Отворилась без стука дверь, и на пороге возник светлый облик закадычного школьного друга.
«Нашел все-таки, гад», — первое, что с обидой и мгновенно подступающей тошнотой подумал Пономарев.
Вениамин смущенно огляделся, приметил лежащего, сказал с натужной веселостью:
— Что же это дверь не запираешь, старик? Чай, бандиты кругом шарят.
Пономарев сел в кровати. В трусах и майке он ощущал себя перед Воробейченко беззащитным, словно тот был врач, а он больной.
— Стучать принято! — хмуро пробормотал Пономарев.

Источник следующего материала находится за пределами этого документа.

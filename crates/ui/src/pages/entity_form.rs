//! Entity Form Page Component
//!
//! Create and edit forms for every entity kind, driven by the field schema
//! of the form controller. Edit forms pre-fill from the collaborator; user
//! edit forms also offer the password change sub-form.

use std::collections::HashMap;

use dioxus::prelude::*;

use backoffice_console::{
    FieldKind, FieldSpec, FormController, FormMode, LookupSource, PrefillOutcome, SelectOption,
    SubmitOutcome, fetch_for_edit, load_options, submit,
};
use backoffice_core::Notice;

use crate::components::{Checkbox, Select, TextArea, TextInput};
use crate::state::{Ctx, go, notify};

/// Lookup sources a form's select fields need, without duplicates
pub fn lookup_sources(fields: &[FieldSpec]) -> Vec<LookupSource> {
    let mut sources = Vec::new();
    for field in fields {
        if let FieldKind::Select(source) = field.kind {
            if !sources.contains(&source) {
                sources.push(source);
            }
        }
    }
    sources
}

/// HTML input type for a text-like field
pub fn input_type(kind: FieldKind) -> &'static str {
    match kind {
        FieldKind::Email => "email",
        FieldKind::Password => "password",
        FieldKind::Occupancy => "number",
        _ => "text",
    }
}

// ============================================================================
// Page Component
// ============================================================================

/// Create or edit form
#[component]
pub fn EntityFormPage(ctx: Ctx, form: FormController) -> Element {
    let kind = form.kind();
    let mode = form.mode();
    let mut controller = use_signal(move || form);
    let mut loading = use_signal(move || mode.is_edit());
    let mut saving = use_signal(|| false);
    let mut options = use_signal(HashMap::<LookupSource, Vec<SelectOption>>::new);

    // Options and, for edits, the record itself
    let load_ctx = ctx.clone();
    use_future(move || {
        let ctx = load_ctx.clone();
        async move {
            let sources = lookup_sources(controller.read().fields());
            for source in sources {
                match load_options(&ctx.api, source).await {
                    Ok(list) => {
                        options.write().insert(source, list);
                    }
                    Err(e) => notify(Notice::error(format!(
                        "Failed to load options: {}",
                        e.user_message()
                    ))),
                }
            }

            if let FormMode::Edit(id) = mode {
                match fetch_for_edit(&ctx.api, kind, id).await {
                    PrefillOutcome::Loaded(record) => controller.write().prefill(record),
                    PrefillOutcome::Missing { notice, redirect } => {
                        notify(notice);
                        go(redirect);
                    }
                }
                loading.set(false);
            }
        }
    });

    // Submit
    let submit_ctx = ctx.clone();
    let on_submit = move |_: MouseEvent| {
        if *saving.read() {
            return;
        }
        saving.set(true);
        let snapshot = controller.read().clone();
        let ctx = submit_ctx.clone();
        spawn(async move {
            match submit(&ctx.api, &ctx.session, &snapshot, ctx.redirect_delay()).await {
                SubmitOutcome::Invalid(report) => {
                    controller.write().set_errors(report);
                    saving.set(false);
                }
                SubmitOutcome::Failed(notice) => {
                    notify(notice);
                    saving.set(false);
                }
                SubmitOutcome::Saved {
                    notice,
                    redirect,
                    delay,
                } => {
                    notify(notice);
                    tokio::time::sleep(delay).await;
                    go(redirect);
                }
            }
        });
    };

    let state = controller.read();
    let fields = state.fields();
    let values = state.values().clone();
    let errors = state.errors().clone();
    let password = state.password().clone();
    let offers_password = state.offers_password_change();
    let cancel_route = state.return_to();
    drop(state);

    let is_saving = *saving.read();
    let is_loading = *loading.read();
    let all_options = options.read().clone();
    let title = match mode {
        FormMode::Create => format!("Add {}", kind.display_name()),
        FormMode::Edit(_) => format!("Edit {}", kind.display_name()),
    };
    let save_label = match (mode, is_saving) {
        (_, true) => "Saving...",
        (FormMode::Create, false) => "Add",
        (FormMode::Edit(_), false) => "Update",
    };

    if is_loading {
        return rsx! {
            div {
                class: "page",
                h2 { "{title}" }
                p { class: "muted", "Loading..." }
            }
        };
    }

    rsx! {
        div {
            class: "page form-page",

            div {
                class: "page-header",
                h2 { "{title}" }
            }

            form {
                class: "form",
                onsubmit: move |e| e.prevent_default(),

                for field in fields.iter().copied() {
                    FormField {
                        key: "{field.key}",
                        field,
                        value: values.get(field.key).to_string(),
                        error: errors.message_for(field.key).map(str::to_string),
                        options: match field.kind {
                            FieldKind::Select(source) => all_options.get(&source).cloned().unwrap_or_default(),
                            _ => Vec::new(),
                        },
                        disabled: is_saving,
                        on_change: move |v: String| controller.write().set(field.key, v),
                    }
                }

                // Password change (user edit only)
                if offers_password {
                    div {
                        class: "subform",
                        Checkbox {
                            checked: password.enabled,
                            label: Some("Change password".to_string()),
                            disabled: is_saving,
                            on_change: move |on: bool| controller.write().set_password_enabled(on),
                        }
                        if password.enabled {
                            TextInput {
                                label: Some("Old Password".to_string()),
                                value: password.old_password.clone(),
                                input_type: "password".to_string(),
                                required: true,
                                error: errors.message_for("oldPassword").map(str::to_string),
                                disabled: is_saving,
                                on_change: move |v: String| controller.write().set_old_password(v),
                            }
                            TextInput {
                                label: Some("New Password".to_string()),
                                value: password.new_password.clone(),
                                input_type: "password".to_string(),
                                required: true,
                                error: errors.message_for("newPassword").map(str::to_string),
                                disabled: is_saving,
                                on_change: move |v: String| controller.write().set_new_password(v),
                            }
                        }
                    }
                }

                div {
                    class: "form-actions",
                    button {
                        r#type: "button",
                        class: "btn btn-secondary",
                        disabled: is_saving,
                        onclick: move |_| go(cancel_route),
                        "Cancel"
                    }
                    button {
                        r#type: "button",
                        class: "btn btn-primary",
                        disabled: is_saving,
                        onclick: on_submit,
                        "{save_label}"
                    }
                }
            }
        }
    }
}

// ============================================================================
// Field Component
// ============================================================================

#[component]
fn FormField(
    field: FieldSpec,
    value: String,
    error: Option<String>,
    options: Vec<SelectOption>,
    disabled: bool,
    on_change: EventHandler<String>,
) -> Element {
    let label = Some(field.label.to_string());

    match field.kind {
        FieldKind::Select(_) => rsx! {
            Select {
                label,
                value,
                options,
                placeholder: Some(format!("Select {}", field.label.to_lowercase())),
                required: field.required,
                error,
                disabled,
                on_change: move |v| on_change.call(v),
            }
        },
        FieldKind::TextArea => rsx! {
            TextArea {
                label,
                value,
                required: field.required,
                error,
                disabled,
                on_change: move |v| on_change.call(v),
            }
        },
        kind => rsx! {
            TextInput {
                label,
                value,
                input_type: input_type(kind).to_string(),
                required: field.required,
                error,
                disabled,
                on_change: move |v| on_change.call(v),
            }
        },
    }
}

// ============================================================================
// Tests
// ============================================================================
//! Page Components for Backoffice Console
//!
//! Each page is one view of the console:
//!
//! - **LoginPage**: Credential entry
//! - **DashboardPage**: Per-entity shortcuts
//! - **EntityListPage**: Searchable, paginated list with status toggle
//! - **EntityFormPage**: Create and edit forms

pub mod dashboard;
pub mod entity_form;
pub mod entity_list;
pub mod login;

// Re-export page components for convenience
pub use dashboard::DashboardPage;
pub use entity_form::EntityFormPage;
pub use entity_list::EntityListPage;
pub use login::LoginPage;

Воробейченко опустился на стул, закурил, протянул пачку:
— Кури.
Пономарев принял сигарету.
— Спасибо.
Взглянул на Вениамина и вдруг заметил перемену в старом товарище. Это был тот Воробейченко, которого вели двое милиционеров, держа за шиворот и толкая в спину. Не было в нем ни самоуверенности, ни отваги, а только нервозность и торчащие уши. Пономарев застыл, словно загипнотизированный. В глазах Воробейченко он различил уже виденное однажды выражение зверя, преследователя. Он опять пришел за добычей, голодный, и опять к нему, Пономареву, потому, видно, что это была легкая, доступная добыча. И мудрость, и сила, которую иногда излучал Вениамин, были мудростью и жадностью зверя, предугадавшего бег жертвы. Опять Воробейченко подстерегал его за кустом бузины.
— Я тебе долг привез, за щенка! — сказал Воробейченко. — Щенок оказался дворняжкой, меня обманули…
Вот новый, простой и гениальный ход. Воробейченко благородно отсчитывал деньги. Сейчас он вернет деньги, и Пономарев у него снова на веревке, в капкане, в петле. А он деньги не возьмет.
— Почему ты преследуешь меня? — ровно спросил Пономарев. И сам ответил: — Ты завидуешь мне. Но чему завидовать?
Воробейченко вскинулся, оторопел, как игрок, предъявивший двадцать одно, при пересчете оказавшееся липой. Но тут же взял себя в руки.
— Ты бредишь, старина! — ласково и злобно сказал он. — Это ты возомнил о себе, братишка, переработал. Завидовать-то нечему. Сам говоришь.
И он захохотал открыто и радостно. Может быть, он приехал с ревизией. Пусть.
— Да, нечему, — возразил спокойно Пономарев. — Когда ты успел таким стать, Веня? В школе ты плакал из-за двоек. Может быть, тебе их слишком часто ставили?
— Каким?
Пономарев не мог сказать — каким. Он чувствовал в Воробейченко стремление самоутвердить себя. Но не путем достижения вершин, а путем подравнивания этих вершин до своего уровня. Как богатырь, стоял Воробейченко среди равнины с лопатой и подравнивал всякие неровности почвы. Он не доказывал свое превосходство, но убеждал себя в общем убогом уровне. Он был слаб. Но в нем жила страсть выравнивания.